### ASSIGNMENT
In the data that follows, find the line containing "pub mod vendors;"; then quote that line and every line after it, exactly, through the last one.

### PROVIDED DATA
•••
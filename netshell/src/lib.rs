//! # Netshell
//!
//! Async multi-vendor SSH automation engine for network devices.
//!
//! Netshell drives interactive CLI sessions over SSH against routers,
//! switches, firewalls, wireless controllers, and Linux hosts, exposing a
//! uniform operation surface (send a command, apply configuration, fetch
//! and persist configuration, reboot) while absorbing each platform's
//! dialect: privilege escalation, config-mode rituals, pagination,
//! terminal width, prompt detection, and confirmation dialogs.
//!
//! ## Features
//!
//! - Async SSH via russh with a three-tier algorithm fallback for legacy gear
//! - Prompt learning and tail-bounded prompt detection over the shell stream
//! - ~18 vendor plugins overriding only their dialect deltas
//! - Jump-host (bastion) tunneling over `direct-tcpip`
//! - Process-wide connection pool with idle reaping
//! - Device-type auto-detection from login banners
//!
//! ## Quick Start
//!
//! ```rust,no_run
//! use netshell::{Credentials, DeviceRequest, Operation, execute};
//!
//! #[tokio::main]
//! async fn main() -> Result<(), netshell::Error> {
//!     let request = DeviceRequest {
//!         credentials: Credentials::password_login(
//!             "192.168.1.1",
//!             "admin",
//!             "secret",
//!             "cisco_ios",
//!         ),
//!         advanced_options: Default::default(),
//!         operation: Operation::SendCommand {
//!             command: "show version".to_string(),
//!         },
//!     };
//!
//!     let result = execute(request).await?;
//!     println!("{}", result.output);
//!     Ok(())
//! }
//! ```

pub mod channel;
pub mod credentials;
pub mod detect;
pub mod dispatch;
pub mod error;
pub mod jump_host;
pub mod options;
pub mod pool;
pub mod request;
pub mod result;
pub mod sanitize;
pub mod session;
pub mod transport;
pub mod vendors;

// Re-export main types for convenience
pub use credentials::{AuthMethod, Credentials, JumpHost};
pub use detect::{auto_detect, classify_banner};
pub use dispatch::create_session;
pub use error::Error;
pub use jump_host::{JumpHostSession, JumpLink};
pub use options::AdvancedOptions;
pub use pool::{ConnectionPool, PoolKey};
pub use request::{DeviceRequest, Operation, execute, execute_with_cancel};
pub use result::CommandResult;
pub use session::{DeviceSession, SessionCore};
•••
### EXPECTED OUTPUT
pub mod vendors;

// Re-export main types for convenience
pub use credentials::{AuthMethod, Credentials, JumpHost};
pub use detect::{auto_detect, classify_banner};
pub use dispatch::create_session;
pub use error::Error;
pub use jump_host::{JumpHostSession, JumpLink};
pub use options::AdvancedOptions;
pub use pool::{ConnectionPool, PoolKey};
pub use request::{DeviceRequest, Operation, execute, execute_with_cancel};
pub use result::CommandResult;
pub use session::{DeviceSession, SessionCore};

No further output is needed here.